Start of Block

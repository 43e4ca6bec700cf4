//! RTM sentiment collector CLI
//!
//! Runs collection cycles against the persisted dataset and serves
//! latest/history reads from it as JSON.
//!
//! Usage:
//!   rtm-collector --db data/rtm.sqlite3 collect --prices prices.json --load load.json
//!   rtm-collector --db data/rtm.sqlite3 latest --zone "North Hub"
//!   rtm-collector --db data/rtm.sqlite3 history --zone HB_WEST --hours 48

use anyhow::{Context, Result};
use chrono::Utc;
use clap::{Parser, Subcommand};
use rtm_core::{CanonicalRecord, Config};
use rtm_ingestion::{
    assemble, fetch_with_fallback, normalize_loads, normalize_prices, BatchSource, FetchWindow,
    JsonFileSource,
};
use rtm_sentiment::SentimentEngine;
use rtm_store::{collect_and_update, DatasetQuery, DatasetStore};
use std::path::PathBuf;
use std::time::Duration;

#[derive(Parser, Debug)]
#[command(name = "rtm-collector")]
#[command(about = "Collect RTM prices and load, score sentiment, and query the dataset")]
struct Args {
    /// JSON configuration file
    #[arg(long, env = "RTM_CONFIG")]
    config: Option<PathBuf>,

    /// SQLite dataset (overrides collection.dataset_path)
    #[arg(long, env = "RTM_DB")]
    db: Option<PathBuf>,

    /// Debug logging
    #[arg(long, short)]
    verbose: bool,

    #[command(subcommand)]
    command: Command,
}

#[derive(Subcommand, Debug)]
enum Command {
    /// Fetch, merge, rescore and persist
    Collect {
        /// Price batch files, tried in order until one succeeds
        #[arg(long, required = true, num_args = 1..)]
        prices: Vec<PathBuf>,

        /// Load batch files, tried in order until one succeeds
        #[arg(long = "load", num_args = 1..)]
        loads: Vec<PathBuf>,

        /// Hours in the past to refresh
        #[arg(long)]
        lookback: Option<u32>,
    },
    /// Most recent row for a zone
    Latest {
        #[arg(long)]
        zone: String,
    },
    /// Trailing rows for a zone
    History {
        #[arg(long)]
        zone: String,

        #[arg(long)]
        hours: Option<u32>,
    },
    /// Zones present in the dataset
    Zones,
}

fn init_tracing(verbose: bool) {
    let default_filter = if verbose { "rtm=debug" } else { "rtm=info" };
    tracing_subscriber::fmt()
        .with_env_filter(
            tracing_subscriber::EnvFilter::try_from_default_env()
                .unwrap_or_else(|_| default_filter.into()),
        )
        .with_writer(std::io::stderr)
        .init();
}

fn json_sources(paths: &[PathBuf]) -> Vec<Box<dyn BatchSource>> {
    paths
        .iter()
        .map(|path| Box::new(JsonFileSource::new(path.clone())) as Box<dyn BatchSource>)
        .collect()
}

/// Fetch and normalize one cycle's worth of rows.
///
/// Points whose hour falls outside `window` are discarded. Price failures
/// abort the cycle. Load is optional: a failed or malformed load batch is
/// logged and the cycle continues with prices only.
fn fetch_fresh(
    price_sources: &[Box<dyn BatchSource>],
    load_sources: &[Box<dyn BatchSource>],
    window: &FetchWindow,
) -> Result<Vec<CanonicalRecord>> {
    let price_batch = fetch_with_fallback(price_sources, window).context("fetching prices")?;
    let mut prices = normalize_prices(&price_batch).context("normalizing prices")?;

    let mut loads = if load_sources.is_empty() {
        Vec::new()
    } else {
        match fetch_with_fallback(load_sources, window).and_then(|batch| normalize_loads(&batch)) {
            Ok(loads) => loads,
            Err(e) => {
                tracing::warn!(error = %e, "load unavailable, continuing with prices only");
                Vec::new()
            }
        }
    };

    let (price_total, load_total) = (prices.len(), loads.len());
    prices.retain(|p| window.overlaps_hour(p.timestamp));
    loads.retain(|l| window.overlaps_hour(l.timestamp));
    tracing::debug!(
        prices_outside = price_total - prices.len(),
        loads_outside = load_total - loads.len(),
        "trimmed to fetch window"
    );

    tracing::info!(prices = prices.len(), loads = loads.len(), "normalized batches");
    Ok(assemble(&prices, &loads))
}

fn print_json<T: serde::Serialize + ?Sized>(value: &T) -> Result<()> {
    println!("{}", serde_json::to_string_pretty(value)?);
    Ok(())
}

fn run(args: Args) -> Result<()> {
    let mut config = match &args.config {
        Some(path) => Config::from_file(path)
            .with_context(|| format!("loading config {}", path.display()))?,
        None => Config::default(),
    };
    if let Some(db) = args.db {
        config.collection.dataset_path = db;
    }
    let dataset_path = config.collection.dataset_path.clone();

    match args.command {
        Command::Collect {
            prices,
            loads,
            lookback,
        } => {
            let lookback = lookback.unwrap_or(config.collection.lookback_hours);
            let window = FetchWindow::trailing(lookback, Utc::now());
            tracing::info!(
                start = %window.start,
                end = %window.end,
                db = %dataset_path.display(),
                "starting collection cycle"
            );

            let fresh = fetch_fresh(&json_sources(&prices), &json_sources(&loads), &window)?;
            let engine = SentimentEngine::new(&config.sentiment);
            let mut store = DatasetStore::open(
                &dataset_path,
                Duration::from_secs(config.collection.busy_timeout_secs),
            )
            .with_context(|| format!("opening dataset {}", dataset_path.display()))?;

            let report = collect_and_update(&mut store, &fresh, &engine)?;
            print_json(&serde_json::json!({
                "fetched": report.fetched,
                "existing": report.existing,
                "combined": report.combined,
            }))
        }
        Command::Latest { zone } => {
            let records = load_snapshot(&dataset_path)?;
            let query = DatasetQuery::new(&records, config.query.max_history_hours);
            print_json(query.latest(&zone)?)
        }
        Command::History { zone, hours } => {
            let records = load_snapshot(&dataset_path)?;
            let query = DatasetQuery::new(&records, config.query.max_history_hours);
            let hours = hours.unwrap_or(config.query.default_history_hours);
            print_json(&query.history(&zone, hours)?)
        }
        Command::Zones => {
            let records = load_snapshot(&dataset_path)?;
            let query = DatasetQuery::new(&records, config.query.max_history_hours);
            print_json(&query.zones())
        }
    }
}

fn load_snapshot(path: &std::path::Path) -> Result<rtm_core::EnrichedTable> {
    let store = DatasetStore::open_read_only(path)
        .with_context(|| format!("opening dataset {}", path.display()))?;
    Ok(store.load()?)
}

fn main() -> Result<()> {
    let args = Args::parse();
    init_tracing(args.verbose);
    run(args)
}

#[cfg(test)]
mod tests {
    use super::*;
    use chrono::TimeZone;
    use clap::CommandFactory;
    use rtm_core::Zone;
    use std::io::Write;

    fn json_file(contents: &str) -> tempfile::NamedTempFile {
        let mut file = tempfile::NamedTempFile::new().unwrap();
        write!(file, "{contents}").unwrap();
        file
    }

    fn window() -> FetchWindow {
        FetchWindow::trailing(48, Utc.with_ymd_and_hms(2024, 1, 3, 0, 0, 0).unwrap())
    }

    const PRICES: &str = r#"[
        {"time": "2024-01-01T00:05:00Z", "Settlement Point": "HB_NORTH", "price": 20.0},
        {"time": "2024-01-01T00:35:00Z", "Settlement Point": "HB_NORTH", "price": 30.0},
        {"time": "2024-01-01T01:05:00Z", "Settlement Point": "LZ_WEST", "price": 18.0}
    ]"#;

    const LOADS: &str = r#"[
        {"time": "2024-01-01T00:00:00Z", "Load": 41000.0}
    ]"#;

    #[test]
    fn test_cli_definition() {
        Args::command().debug_assert();
    }

    #[test]
    fn test_parse_collect() {
        let args = Args::try_parse_from([
            "rtm-collector",
            "--db",
            "x.sqlite3",
            "collect",
            "--prices",
            "a.json",
            "b.json",
            "--load",
            "l.json",
        ])
        .unwrap();
        match args.command {
            Command::Collect { prices, loads, lookback } => {
                assert_eq!(prices, vec![PathBuf::from("a.json"), PathBuf::from("b.json")]);
                assert_eq!(loads, vec![PathBuf::from("l.json")]);
                assert_eq!(lookback, None);
            }
            other => panic!("unexpected command {other:?}"),
        }
    }

    #[test]
    fn test_fetch_fresh_falls_back_to_second_file() {
        let prices = json_file(PRICES);
        let loads = json_file(LOADS);
        let sources = json_sources(&[PathBuf::from("/nonexistent/prices.json"), prices.path().to_path_buf()]);

        let fresh = fetch_fresh(&sources, &json_sources(&[loads.path().to_path_buf()]), &window()).unwrap();
        assert_eq!(fresh.len(), 2);
        assert_eq!(fresh[0].zone, Zone::HbNorth);
        assert_eq!(fresh[0].price, Some(25.0));
        assert_eq!(fresh[0].system_load, Some(41000.0));
        assert_eq!(fresh[1].zone, Zone::West);
    }

    #[test]
    fn test_fetch_fresh_tolerates_bad_load() {
        let prices = json_file(PRICES);
        let bad_load = json_file(r#"[{"when": "2024-01-01T00:00:00Z", "Load": 1.0}]"#);
        let fresh = fetch_fresh(
            &json_sources(&[prices.path().to_path_buf()]),
            &json_sources(&[bad_load.path().to_path_buf()]),
            &window(),
        )
        .unwrap();
        assert_eq!(fresh.len(), 2);
        assert!(fresh.iter().all(|r| r.system_load.is_none()));
    }

    #[test]
    fn test_fetch_fresh_drops_rows_outside_window() {
        let prices = json_file(
            r#"[
            {"time": "2020-01-01T00:00:00Z", "Settlement Point": "HB_NORTH", "price": 99.0},
            {"time": "2024-01-03T00:10:00Z", "Settlement Point": "HB_NORTH", "price": 21.0},
            {"time": "2024-01-03T05:00:00Z", "Settlement Point": "HB_NORTH", "price": 22.0}
        ]"#,
        );
        let loads = json_file(
            r#"[
            {"time": "2020-01-01T00:00:00Z", "Load": 1.0},
            {"time": "2024-01-03T00:00:00Z", "Load": 42000.0}
        ]"#,
        );
        let window = FetchWindow::trailing(1, Utc.with_ymd_and_hms(2024, 1, 3, 1, 0, 0).unwrap());

        let fresh = fetch_fresh(
            &json_sources(&[prices.path().to_path_buf()]),
            &json_sources(&[loads.path().to_path_buf()]),
            &window,
        )
        .unwrap();
        assert_eq!(fresh.len(), 1);
        assert_eq!(fresh[0].timestamp, Utc.with_ymd_and_hms(2024, 1, 3, 0, 0, 0).unwrap());
        assert_eq!(fresh[0].price, Some(21.0));
        assert_eq!(fresh[0].system_load, Some(42000.0));
    }

    #[test]
    fn test_fetch_fresh_requires_prices() {
        let result = fetch_fresh(
            &json_sources(&[PathBuf::from("/nonexistent/prices.json")]),
            &[],
            &window(),
        );
        assert!(result.is_err());
    }
}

End of Block

### Task item:
After going through the entries, say how many lines contain the string "retain". Nothing else belongs in the reply.

### Output of the exercise:
2